For review, here is the system topology of the big, bad 16-socket Power E980 system, showing the sockets and the buffered memory across four interconnected four-socket nodes:
You can see the three X Bus links to hook the four sockets together, and each socket is only one hop away from any of the other sockets. The new X Bus links run twice as fast in the Power9 box as they did in the Power8 machines. There are four A Bus links coming off each processor, and these are used to cross couple as many as 16 sockets together such that any processor is no more than two hops away from any other processor in the complex; it is often only a single hop away. These A Bus links in the Power9 machines are four times faster than they were in the Power8 boxes. Add it up, this is a much tighter coupling of the processor complex, which should provide a big boost in performance above and beyond the architectural improvements in the Power9 cores and the increase in memory bandwidth from the new signaling.
Now, global replace all but the top four Power9 chips with Volta GPUs and convert the A Bus links to the NVLink protocol.
BAM! Just like that IBM could create its own DGX-2 in a heartbeat, with 24 GPUs in it, and have a hell of a lot more CPU memory bandwidth and also coherent memory across the CPUs and GPUs. The GPUs would be one or two hops away from any Power9 CPU. This would be a very interesting machine learning training machine, indeed. Why this machine does not already exist is a wonder. . . . Maybe it does, deep in the bowels of Google.
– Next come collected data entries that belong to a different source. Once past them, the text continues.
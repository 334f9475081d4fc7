//! Selection sets and response shaping.

use crate::executor::{FieldError, PathSegment};
use crate::resolver::lookup_field;
use serde_json::Value;

/// One selected field.
#[derive(Debug, Clone, PartialEq, Eq)]
pub struct Selection {
    name: String,
    alias: Option<String>,
    selection_set: SelectionSet,
}

impl Selection {
    /// Selects a leaf field.
    pub fn field(name: impl Into<String>) -> Self {
        Self {
            name: name.into(),
            alias: None,
            selection_set: SelectionSet::new(),
        }
    }

    /// Renames the field in the response.
    pub fn alias(mut self, alias: impl Into<String>) -> Self {
        self.alias = Some(alias.into());
        self
    }

    /// Sets the sub-selection.
    pub fn select(mut self, selection_set: SelectionSet) -> Self {
        self.selection_set = selection_set;
        self
    }

    /// The field name.
    pub fn name(&self) -> &str {
        &self.name
    }

    /// The key this field is written under in the response.
    pub fn response_key(&self) -> &str {
        self.alias.as_deref().unwrap_or(&self.name)
    }

    /// The sub-selection.
    pub fn selection_set(&self) -> &SelectionSet {
        &self.selection_set
    }
}

/// An ordered set of selected fields.
///
/// An empty set selects the whole value, which is what a leaf field needs.
#[derive(Debug, Clone, Default, PartialEq, Eq)]
pub struct SelectionSet {
    selections: Vec<Selection>,
}

impl SelectionSet {
    /// Creates an empty selection set.
    pub fn new() -> Self {
        Self::default()
    }

    /// Selects a list of leaf fields.
    pub fn fields<I, S>(names: I) -> Self
    where
        I: IntoIterator<Item = S>,
        S: Into<String>,
    {
        Self {
            selections: names.into_iter().map(Selection::field).collect(),
        }
    }

    /// Adds a selection.
    pub fn field(mut self, selection: Selection) -> Self {
        self.selections.push(selection);
        self
    }

    /// Returns true if nothing is selected.
    pub fn is_empty(&self) -> bool {
        self.selections.is_empty()
    }

    /// Iterates over the selections.
    pub fn iter(&self) -> impl Iterator<Item = &Selection> {
        self.selections.iter()
    }

    /// Projects `value` onto this selection.
    ///
    /// Objects keep only the selected fields in selection order, lists are
    /// projected element by element and null passes through. Selecting
    /// sub-fields of a scalar is an error located at `path`.
    pub fn project(&self, value: &Value, path: &mut Vec<PathSegment>) -> Result<Value, FieldError> {
        if self.is_empty() {
            return Ok(value.clone());
        }

        match value {
            Value::Null => Ok(Value::Null),
            Value::Object(object) => {
                let mut projected = serde_json::Map::new();
                for selection in &self.selections {
                    path.push(PathSegment::Field(selection.response_key().to_string()));
                    let child = lookup_field(object, &selection.name);
                    let child = selection.selection_set.project(&child, path)?;
                    path.pop();
                    projected.insert(selection.response_key().to_string(), child);
                }
                Ok(Value::Object(projected))
            }
            Value::Array(items) => {
                let mut projected = Vec::with_capacity(items.len());
                for (index, item) in items.iter().enumerate() {
                    path.push(PathSegment::Index(index));
                    projected.push(self.project(item, path)?);
                    path.pop();
                }
                Ok(Value::Array(projected))
            }
            _ => Err(FieldError::new(format!(
                "Cannot select sub-fields of scalar value {}",
                value
            ))
            .with_path(path.clone())
            .with_code("VALIDATION_ERROR")),
        }
    }
}

impl FromIterator<Selection> for SelectionSet {
    fn from_iter<I: IntoIterator<Item = Selection>>(iter: I) -> Self {
        Self {
            selections: iter.into_iter().collect(),
        }
    }
}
Or, you could take those Bluelink ports and burn the OpenCAPI protocol on them to directly attach NVM-Express flash, like this:
It is not clear why this theoretical system only has 16 flash drives instead of 24, but you get the idea. No matter what, this would be a very powerful and fast data analytics engine, we think. For all we know, this machine is also inside of Google, or something very much like it.